Texas Attorney General Ken Paxton often uses his office like a battering ram and bullhorn, decrying the excesses of big tech while rarely doing much individually to rein in industry excesses.
Photo: Brandon Bell (Getty Images)

The Lone Star State is indeed going at it alone against big tech, or at least that’s how it seems by the piles of threadbare allegations, lawsuits, and investigations against the likes of Google, Facebook, and GoFundMe, just to name a few.

It’s more than fair to be hard on big tech companies, but Texas’ greatest hits of inane or partially insane lawsuits have not really brought some of the world’s most powerful companies to heel. Though they might make voters back home feel empowered that “the man” is somehow sticking it to… “the man,” most of Texas’ attempted lawsuits have so far come to naught.

Texas Attorney General Ken Paxton is a constant figure in this fight, and over the years he has introduced lawsuit after lawsuit targeting social media companies like Facebook and tech giants like Google. Paxton has sued to overturn the 2020 election and—of course—he’s used the power of his office for much worse stuff than that, bringing an investigation against the family of a trans teen for the young person’s gender affirming care. A judge later found that investigation had absolutely no merit.

Paxton, who fellow Republican U.S. Sen. John Cornyn once called “a source of embarrassment,” is facing his own years old criminal case and a more recent FBI investigation over bribery and abuse-of-office allegations. His supporters don’t mind that as long as he gets to own the libs, one frivolous lawsuit at a time.

And he’s not the only one banging a hollow and sharp sounding gong against big tech. Texas Governor Greg Abbott and other lawmakers in the Texas legislature all stood behind bills to curb social media content moderation, even while the governor wants more companies to follow Tesla founder Elon Musk in making a new nest within the state.

And while European bodies like the European Commission have arguably been much more effective (if not controversially) about reining in big tech through antitrust laws, Texas can only really claim one recent victory, allowing Texas social media users the ability to sue social media companies for their accounts or posts being blocked or banned. However, the U.S. Supreme Court put a hold on the law, while falling short of actually making a decision on its constitutionality.

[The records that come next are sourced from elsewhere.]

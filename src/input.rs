use crossterm::event::{self, Event, KeyCode, KeyEvent, KeyEventKind, KeyModifiers};
use std::time::Duration;

use crate::entities::GameState;

/// Represents semantic game actions that can be triggered by input
#[derive(Debug, Clone, Copy, PartialEq, Eq)]
pub enum InputAction {
    MoveLeft,
    MoveRight,
    Jump,
    GroundSlam,
    Pause,
    Resume,
    Restart,
    Quit,
}

/// Tracks the state of keys that can be held down for continuous input
#[derive(Debug, Default)]
struct KeyState {
    left: bool,
    right: bool,
}

/// Manages input polling and translates raw key events into game actions
pub struct InputManager {
    key_state: KeyState,
    oneshot_actions: Vec<InputAction>,
}

impl Default for InputManager {
    fn default() -> Self {
        Self::new()
    }
}

impl InputManager {
    pub fn new() -> Self {
        Self {
            key_state: KeyState::default(),
            oneshot_actions: Vec::new(),
        }
    }

    /// Polls for all input events and stores one-shot actions
    /// Should be called once per frame before getting actions
    pub fn poll_events(&mut self, game_state: &GameState) -> color_eyre::Result<()> {
        self.oneshot_actions.clear();

        // Poll for all available events without blocking
        while event::poll(Duration::from_millis(0))? {
            match event::read()? {
                Event::Key(key_event) => {
                    self.handle_key_event(key_event, game_state);
                }
                Event::Resize(_, _) => {
                    // Resize is picked up from the frame area next render
                }
                _ => {}
            }
        }

        Ok(())
    }

    fn handle_key_event(&mut self, key_event: KeyEvent, game_state: &GameState) {
        match key_event.kind {
            KeyEventKind::Press => {
                self.handle_key_press(key_event, game_state);
            }
            KeyEventKind::Release => {
                self.handle_key_release(key_event.code);
            }
            _ => {}
        }
    }

    fn handle_key_press(&mut self, key_event: KeyEvent, game_state: &GameState) {
        // Quit works in any state
        if matches!(
            key_event.code,
            KeyCode::Char('q') | KeyCode::Char('Q') | KeyCode::Esc
        ) || (key_event.code == KeyCode::Char('c')
            && key_event.modifiers.contains(KeyModifiers::CONTROL))
        {
            self.oneshot_actions.push(InputAction::Quit);
            return;
        }

        match game_state {
            GameState::Playing => {
                if matches!(key_event.code, KeyCode::Char('p') | KeyCode::Char('P')) {
                    self.oneshot_actions.push(InputAction::Pause);
                    return;
                }
            }
            GameState::Paused => {
                if matches!(key_event.code, KeyCode::Char('p') | KeyCode::Char('P')) {
                    self.oneshot_actions.push(InputAction::Resume);
                    return;
                }
            }
            GameState::GameOver => {
                if matches!(key_event.code, KeyCode::Char('r') | KeyCode::Char('R')) {
                    self.oneshot_actions.push(InputAction::Restart);
                    return;
                }
            }
        }

        if *game_state == GameState::Playing {
            match key_event.code {
                KeyCode::Char('a') | KeyCode::Char('A') | KeyCode::Left => {
                    self.key_state.left = true;
                    self.key_state.right = false;
                }
                KeyCode::Char('d') | KeyCode::Char('D') | KeyCode::Right => {
                    self.key_state.right = true;
                    self.key_state.left = false;
                }
                KeyCode::Char('w') | KeyCode::Char('W') | KeyCode::Up | KeyCode::Char(' ') => {
                    self.oneshot_actions.push(InputAction::Jump);
                }
                KeyCode::Char('s') | KeyCode::Char('S') | KeyCode::Down => {
                    self.oneshot_actions.push(InputAction::GroundSlam);
                }
                _ => {}
            }
        }
    }

    fn handle_key_release(&mut self, code: KeyCode) {
        match code {
            KeyCode::Char('a') | KeyCode::Char('A') | KeyCode::Left => {
                self.key_state.left = false;
            }
            KeyCode::Char('d') | KeyCode::Char('D') | KeyCode::Right => {
                self.key_state.right = false;
            }
            _ => {}
        }
    }

    /// Returns all actions for this frame (both continuous and one-shot)
    /// Must be called after poll_events()
    pub fn get_actions(&self, game_state: &GameState) -> Vec<InputAction> {
        let mut actions = Vec::new();

        actions.extend_from_slice(&self.oneshot_actions);

        if *game_state == GameState::Playing {
            if self.key_state.left {
                actions.push(InputAction::MoveLeft);
            }
            if self.key_state.right {
                actions.push(InputAction::MoveRight);
            }
        }

        actions
    }
}
#[derive(Debug, Clone, Copy, PartialEq, Eq)]
pub enum GameState {
    Playing,
    Paused,
    GameOver,
}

The thing is, some of these lawsuits actually have a point, especially with how these big tech companies handle user data. Yet the constant bombardment of lawsuits and baseless accusations has done little to change the way tech companies operate, and the only benefit seems to be officials’ standing in front of their supporters. Meanwhile, the state has welcomed other tech ventures like energy-hungry crypto mining with open arms. Never mind what it might do to the state’s ever-strained energy grid.